One of my favorite things about being involved in organized medicine is the frequent opportunities I get to talk to physicians across the country. I remain amazed at how different we physicians may be in location, specialty and background, but how similar we are in our challenges, successes and experiences.
The root of our challenges
Here’s something I hear frequently: Physicians are being flooded with data but are not provided the right tools to decipher and apply it for improved patient health outcomes. Most doctors want to make new payment and delivery methods work. We’re not obstructionist dinosaurs. We want to succeed for our patients. But we need the appropriate resources to help redesign the health care system.

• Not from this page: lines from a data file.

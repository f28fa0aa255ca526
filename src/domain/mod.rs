// Domain types and value objects
mod coin;

// Re-export commonly used types to the world
pub use coin::{CoinList, CoinRecord, TickersInfo};
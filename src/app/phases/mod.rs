pub(super) mod failed;
pub(super) mod loaded;
pub(super) mod loading;
pub(super) mod phase_view;

pub(crate) use phase_view::PhaseView;
use reqwest::StatusCode;
use thiserror::Error;

/// Everything that can stop the tickers list from reaching the table.
///
/// The UI never inspects the variant; it only shows the `Display` text.
#[derive(Debug, Error)]
pub enum FetchError {
    /// The request could not be sent or the body could not be read.
    #[error("Network request failed: {0}")]
    Network(#[from] reqwest::Error),

    /// Upstream answered with a non-success status. The body is not read.
    #[error("Network response was not ok ({0})")]
    Status(StatusCode),

    /// The body was not the `{ "data": [...] }` shape we expect.
    #[error("Malformed response: {0}")]
    MalformedResponse(#[from] serde_json::Error),

    /// The background fetch never got to report a result.
    #[error("Fetch worker failed: {0}")]
    Worker(String),
}

pub type FetchOutcome<T> = Result<T, FetchError>;
mod coin_table;
mod pagination;

pub use coin_table::CoinTable;
pub use pagination::{
    PageState, go_to_next_page, go_to_previous_page, page_slice, total_pages,
};
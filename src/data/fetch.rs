//! The single fetch run before the table can be shown.

use std::time::Instant;

use crate::{
    data::{CoinProvider, CoinloreProvider, FetchOutcome},
    domain::CoinList,
};

/// Run the provider once and log the outcome. No retries.
pub async fn fetch_coin_data(provider: &dyn CoinProvider) -> FetchOutcome<CoinList> {
    let start = Instant::now();
    let result = provider.fetch_tickers().await;
    match &result {
        Ok(list) => log::info!(
            "Fetched {} coins in {} ms",
            list.len(),
            start.elapsed().as_millis()
        ),
        Err(e) => log::error!("Ticker fetch failed: {}", e),
    }
    result
}

/// Fetch from the public CoinLore endpoint.
pub async fn fetch_from_coinlore() -> FetchOutcome<CoinList> {
    let provider = CoinloreProvider::production()?;
    fetch_coin_data(&provider).await
}

#[cfg(test)]
mod tests {
    use super::*;
    use crate::{data::FetchError, domain::CoinRecord};
    use async_trait::async_trait;
    use reqwest::StatusCode;
    use std::sync::atomic::{AtomicUsize, Ordering};

    struct Canned {
        calls: AtomicUsize,
        fail: bool,
    }

    #[async_trait]
    impl CoinProvider for Canned {
        async fn fetch_tickers(&self) -> FetchOutcome<CoinList> {
            self.calls.fetch_add(1, Ordering::SeqCst);
            if self.fail {
                Err(FetchError::Status(StatusCode::SERVICE_UNAVAILABLE))
            } else {
                Ok(CoinList::new(vec![CoinRecord::new(
                    "1", "Bitcoin", "BTC", "1", "1",
                )]))
            }
        }
    }

    #[tokio::test]
    async fn passes_list_through() {
        let provider = Canned {
            calls: AtomicUsize::new(0),
            fail: false,
        };
        let list = fetch_coin_data(&provider).await.unwrap();
        assert_eq!(list.len(), 1);
        assert_eq!(provider.calls.load(Ordering::SeqCst), 1);
    }

    #[tokio::test]
    async fn failure_is_not_retried() {
        let provider = Canned {
            calls: AtomicUsize::new(0),
            fail: true,
        };
        assert!(fetch_coin_data(&provider).await.is_err());
        assert_eq!(provider.calls.load(Ordering::SeqCst), 1);
    }
}
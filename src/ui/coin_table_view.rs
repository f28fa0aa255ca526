use chrono::Utc;
use eframe::egui::{RichText, Ui};
use egui_extras::{Column, TableBuilder};
use strum::IntoEnumIterator;

use crate::{
    domain::TickersInfo,
    models::CoinTable,
    ui::{CoinColumn, UI_CONFIG, UI_TEXT},
    utils::{format_age, format_unix_secs, secs_since},
};

pub(crate) fn render_heading(ui: &mut Ui, table: &CoinTable) {
    ui.heading(
        RichText::new(&UI_TEXT.heading)
            .size(UI_CONFIG.sizes.heading)
            .strong()
            .color(UI_CONFIG.colors.heading),
    );
    if let Some(line) = table.info().and_then(info_line) {
        ui.label(RichText::new(line).small().color(UI_CONFIG.colors.subdued));
    }
    ui.add_space(12.0);
}

/// "12345 coins tracked · updated 2023-11-14 22:13:20 UTC (3m ago)"
fn info_line(info: TickersInfo) -> Option<String> {
    let updated = format_unix_secs(info.time)?;
    let age = format_age(secs_since(info.time, Utc::now()));
    Some(format!(
        "{} {} · {} {} ({} {})",
        info.coins_num,
        UI_TEXT.info_coins_tracked,
        UI_TEXT.info_updated,
        updated,
        age,
        UI_TEXT.info_ago
    ))
}

/// The current page of coins, one striped row per record keyed by its id.
pub(crate) fn render_coin_table(ui: &mut Ui, table: &CoinTable) {
    let rows = table.visible();
    if rows.is_empty() {
        ui.label(RichText::new(&UI_TEXT.no_coins).color(UI_CONFIG.colors.subdued));
        return;
    }

    let mut builder = TableBuilder::new(ui)
        .id_salt("coin_table")
        .striped(true)
        .resizable(false)
        .vscroll(true);
    let last = CoinColumn::iter().count() - 1;
    for (i, col) in CoinColumn::iter().enumerate() {
        let width = if i == last {
            Column::remainder().at_least(col.min_width())
        } else {
            Column::auto().at_least(col.min_width())
        };
        builder = builder.column(width);
    }

    builder
        .header(UI_CONFIG.sizes.header_row_height, |mut header| {
            for col in CoinColumn::iter() {
                header.col(|ui| {
                    ui.with_layout(col.layout(), |ui| {
                        ui.label(
                            RichText::new(col.to_string())
                                .strong()
                                .color(UI_CONFIG.colors.heading),
                        );
                    });
                });
            }
        })
        .body(|mut body| {
            for coin in rows {
                body.row(UI_CONFIG.sizes.row_height, |mut row| {
                    for col in CoinColumn::iter() {
                        row.col(|ui| {
                            ui.push_id(&coin.id, |ui| {
                                ui.with_layout(col.layout(), |ui| {
                                    ui.label(
                                        RichText::new(col.cell_text(coin))
                                            .color(UI_CONFIG.colors.label),
                                    );
                                });
                            });
                        });
                    }
                });
            }
        });
}
use {
    eframe::{
        Frame,
        egui::{CentralPanel, Context, TopBottomPanel, Visuals},
    },
    std::{
        mem,
        sync::mpsc::{self, Receiver, Sender, TryRecvError},
        thread,
    },
    tokio::runtime::Builder,
};

use crate::{
    Cli,
    app::{AppState, LoadedState, LoadingState, phases::PhaseView},
    data::{FetchError, FetchOutcome, fetch_from_coinlore},
    domain::CoinList,
    ui::{
        PageNav, UI_CONFIG, render_coin_table, render_heading, render_loading, render_pager,
    },
};

#[cfg(debug_assertions)]
use crate::config::DF;

#[derive(Default)]
pub struct App {
    state: AppState,
    data_rx: Option<Receiver<FetchOutcome<CoinList>>>,
}

impl App {
    pub(crate) fn new(cc: &eframe::CreationContext<'_>, args: Cli) -> Self {
        setup_custom_visuals(&cc.egui_ctx);

        let (data_tx, data_rx) = mpsc::channel();
        spawn_fetch_worker(data_tx, cc.egui_ctx.clone());

        Self {
            state: AppState::loading(args.page),
            data_rx: Some(data_rx),
        }
    }

    pub(crate) fn tick_loading_state(&mut self, ctx: &Context, state: LoadingState) -> AppState {
        if let Some(next_state) = self.finalize_fetch_if_ready(&state) {
            ctx.request_repaint();
            return next_state;
        }
        render_loading(ctx);
        AppState::Loading(state)
    }

    /// Poll the worker. Returns the settled state once, then drops the receiver.
    fn finalize_fetch_if_ready(&mut self, state: &LoadingState) -> Option<AppState> {
        let rx = self.data_rx.as_ref()?;
        let outcome = match rx.try_recv() {
            Ok(outcome) => outcome,
            Err(TryRecvError::Empty) => return None,
            Err(TryRecvError::Disconnected) => Err(FetchError::Worker(
                "fetch thread exited without a result".to_string(),
            )),
        };
        self.data_rx = None;
        Some(state.clone().resolve(outcome))
    }

    pub(crate) fn tick_loaded_state(&mut self, ctx: &Context, state: LoadedState) -> AppState {
        let mut nav = self.handle_global_shortcuts(ctx);

        TopBottomPanel::bottom("pager_panel")
            .frame(UI_CONFIG.bottom_panel_frame())
            .resizable(false)
            .show(ctx, |ui| {
                if let Some(clicked) = render_pager(ui, &state.table) {
                    nav = Some(clicked);
                }
            });

        CentralPanel::default()
            .frame(UI_CONFIG.central_panel_frame())
            .show(ctx, |ui| {
                render_heading(ui, &state.table);
                render_coin_table(ui, &state.table);
            });

        let Some(nav) = nav else {
            return AppState::Loaded(state);
        };

        let before = state.table.page();
        let table = nav.apply(state.table);
        #[cfg(debug_assertions)]
        if DF.log_navigation {
            log::info!("{:?}: page {} -> {}", nav, before, table.page());
        }
        if table.page() != before {
            ctx.request_repaint();
        }
        AppState::Loaded(LoadedState { table })
    }

    /// Left/Right arrows page like the buttons.
    pub(crate) fn handle_global_shortcuts(&self, ctx: &Context) -> Option<PageNav> {
        if ctx.wants_keyboard_input() {
            return None;
        }

        ctx.input(|i| {
            PageNav::KEYS
                .into_iter()
                .filter(|key| i.key_pressed(*key))
                .find_map(PageNav::from_key)
        })
    }

    pub fn state(&self) -> &AppState {
        &self.state
    }
}

impl eframe::App for App {
    fn update(&mut self, ctx: &Context, _frame: &mut Frame) {
        let current = mem::take(&mut self.state);
        self.state = match current {
            AppState::Loading(s) => s.tick(self, ctx),
            AppState::Failed(s) => s.tick(self, ctx),
            AppState::Loaded(s) => s.tick(self, ctx),
        };
    }
}

/// Run the one and only fetch on its own thread with a single-use runtime.
///
/// If the window is closed first the receiver is gone; the result is then dropped.
fn spawn_fetch_worker(data_tx: Sender<FetchOutcome<CoinList>>, ctx: Context) {
    thread::spawn(move || {
        let outcome = match Builder::new_current_thread().enable_all().build() {
            Ok(rt) => rt.block_on(fetch_from_coinlore()),
            Err(e) => {
                log::error!("Failed to create runtime: {}", e);
                Err(FetchError::Worker(format!("could not start runtime: {}", e)))
            }
        };

        if data_tx.send(outcome).is_err() {
            log::debug!("View closed before the fetch finished; result discarded");
            return;
        }
        ctx.request_repaint();
    });
}

fn setup_custom_visuals(ctx: &Context) {
    let mut visuals = Visuals::light();
    visuals.window_fill = UI_CONFIG.colors.central_panel;
    visuals.panel_fill = UI_CONFIG.colors.central_panel;
    visuals.faint_bg_color = UI_CONFIG.colors.stripe;
    visuals.widgets.noninteractive.fg_stroke.color = UI_CONFIG.colors.label;
    visuals.widgets.inactive.fg_stroke.color = UI_CONFIG.colors.label;
    ctx.set_visuals(visuals);
    ctx.style_mut(|s| s.interaction.selectable_labels = false);
}
//! Page arithmetic for the coin table.
//!
//! Pages are 1-based. Every navigation result stays inside
//! `[1, max(1, total_pages)]`, so an empty list still sits on page 1 and both
//! directions are no-ops there.

/// `ceil(len / page_size)`. Zero for an empty list. A zero page size yields zero pages.
pub fn total_pages(len: usize, page_size: usize) -> usize {
    if page_size == 0 {
        return 0;
    }
    len.div_ceil(page_size)
}

/// The window `[(page-1)*page_size, page*page_size)` clipped to `list`.
///
/// Out-of-range pages (including page 0) give an empty slice rather than an error.
pub fn page_slice<T>(list: &[T], page: usize, page_size: usize) -> &[T] {
    let Some(start) = page
        .checked_sub(1)
        .and_then(|p| p.checked_mul(page_size))
    else {
        return &[];
    };
    if start >= list.len() {
        return &[];
    }
    let end = start.saturating_add(page_size).min(list.len());
    &list[start..end]
}

/// One page back, never below 1.
pub fn go_to_previous_page(current: usize) -> usize {
    current.saturating_sub(1).max(1)
}

/// One page forward, never past the last page (or page 1 when there are none).
pub fn go_to_next_page(current: usize, total_pages: usize) -> usize {
    current.saturating_add(1).min(total_pages.max(1))
}

/// A page number that always satisfies `1 <= page <= max(1, total_pages)`.
#[derive(Debug, Clone, Copy, PartialEq, Eq, Hash)]
pub struct PageState(usize);

impl Default for PageState {
    fn default() -> Self {
        PageState(1)
    }
}

impl PageState {
    /// Clamp `page` into range for a list with `total_pages` pages.
    pub fn new(page: usize, total_pages: usize) -> Self {
        PageState(page.clamp(1, total_pages.max(1)))
    }

    pub fn get(self) -> usize {
        self.0
    }

    pub fn previous(self) -> Self {
        PageState(go_to_previous_page(self.0))
    }

    pub fn next(self, total_pages: usize) -> Self {
        PageState(go_to_next_page(self.0, total_pages))
    }

    pub fn is_first(self) -> bool {
        self.0 == 1
    }

    pub fn is_last(self, total_pages: usize) -> bool {
        self.0 >= total_pages.max(1)
    }
}
use chrono::{DateTime, Utc};

pub const STANDARD_TIME_FORMAT: &str = "%Y-%m-%d %H:%M:%S UTC";

/// Render upstream unix seconds for the header line. `None` for an out-of-range timestamp.
pub fn format_unix_secs(epoch_sec: i64) -> Option<String> {
    DateTime::from_timestamp(epoch_sec, 0)
        .map(|dt| dt.format(STANDARD_TIME_FORMAT).to_string())
}

/// Seconds elapsed since `epoch_sec`, floored at zero.
pub fn secs_since(epoch_sec: i64, now: DateTime<Utc>) -> i64 {
    (now.timestamp() - epoch_sec).max(0)
}

pub fn format_age(secs: i64) -> String {
    if secs < 60 {
        return format!("{}s", secs);
    }
    let mins = secs / 60;
    if mins < 60 {
        return format!("{}m", mins);
    }
    let hours = mins / 60;
    if hours < 24 {
        return format!("{}h", hours);
    }
    format!("{}d", hours / 24)
}

#[cfg(test)]
mod tests {
    use super::*;

    #[test]
    fn formats_epoch() {
        assert_eq!(
            format_unix_secs(1_700_000_000).as_deref(),
            Some("2023-11-14 22:13:20 UTC")
        );
        assert_eq!(format_unix_secs(i64::MAX), None);
    }

    #[test]
    fn age_buckets() {
        assert_eq!(format_age(5), "5s");
        assert_eq!(format_age(125), "2m");
        assert_eq!(format_age(7200), "2h");
        assert_eq!(format_age(200_000), "2d");
    }

    #[test]
    fn age_never_negative() {
        let now = DateTime::from_timestamp(100, 0).unwrap();
        assert_eq!(secs_since(40, now), 60);
        assert_eq!(secs_since(500, now), 0);
    }
}
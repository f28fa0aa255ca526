//! Debugging feature flags.

#[allow(dead_code)]
pub struct LogFlags {
    /// Log request/response details of the tickers fetch.
    pub log_fetch: bool,

    /// Log every page change (buttons and arrow keys).
    pub log_navigation: bool,

    /// Log each state transition out of Loading.
    pub log_state: bool,
}

pub const DF: LogFlags = LogFlags {
    log_fetch: true,
    log_navigation: false,
    log_state: true,
};
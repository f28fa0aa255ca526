//! Display formatting for the decimal-string fields of a coin record.

/// Shown in place of a number the upstream sent empty or garbled.
pub const UNAVAILABLE: &str = "-";

/// Parse an upstream decimal string. Empty, non-numeric and non-finite input yields `None`.
pub fn parse_decimal(raw: &str) -> Option<f64> {
    raw.trim().parse::<f64>().ok().filter(|v| v.is_finite())
}

/// `"43123.456"` -> `"$43123.46"`.
pub fn format_price(raw: &str) -> String {
    match parse_decimal(raw) {
        Some(price) => format!("${:.2}", price),
        None => UNAVAILABLE.to_string(),
    }
}

/// Total supply in millions, two decimals: `"19000000.0"` -> `"19.00"`.
pub fn format_supply_millions(raw: &str) -> String {
    match parse_decimal(raw) {
        Some(supply) => format!("{:.2}", supply / 1_000_000.0),
        None => UNAVAILABLE.to_string(),
    }
}

/// Supply in millions followed by the coin symbol: `"19.00 BTC"`.
pub fn format_supply(raw: &str, symbol: &str) -> String {
    format!("{} {}", format_supply_millions(raw), symbol)
}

That’s really the driving focus of the AMA’s recent study with the RAND Corporation, released last month. The study investigated physician experiences with the adoption of health care delivery and payment reforms. This investigation is especially important at a time when the government, private insurers and others are upping the ante for changing the ways physicians are paid, in theory, to create stronger incentives for efficient, high-quality care.
At a panel the AMA convened last month in Washington, D.C., folks from across the health care system—a private insurance company, a large hospital system and a small private practice—shared their diverse experiences and came to the same conclusion: When physicians have data in a meaningful context and tools to act on it, they respond positively, and patient care improves.
How we’re securing better data and tools
This is part of the reason the AMA will have such a presence at this year’s Healthcare Information and Management Systems Society (HIMSS) 2015 Annual Conference, taking place next week. We’ll be able to connect with some of the top minds in health IT to ensure physicians are in on the ground floor of innovation. (In fact, there’s still time to share your thoughts on the good and the bad in using technology in health care by tweeting at our president Robert M. Wah, MD, who is a keynote speaker at the conference.)
It also is part of the reason we have worked so hard to eliminate the Medicare sustainable growth rate formula that hinders physician practices from adopting new practice models. I’m cautiously optimistic that, after much effort, we are very close to success in this area.
Finally, and perhaps most importantly, it is part of the reason we are dedicating so many resources to the AMA’s Professional Satisfaction and Practice Sustainability initiative. Through this effort, we’re helping physicians successfully navigate the health care environment in sustainable practices.
Physicians’ professionalism shouldn’t be taken for granted. At the AMA, we are advocating to reduce the tsunami of regulatory penalties and working to make it easier for physicians to adopt new payment models. And, we’re doing all we can to ensure physicians in all specialties, practice sizes and locations across the country can participate successfully in new payment and delivery models that allow them to efficiently provide the best care to patients.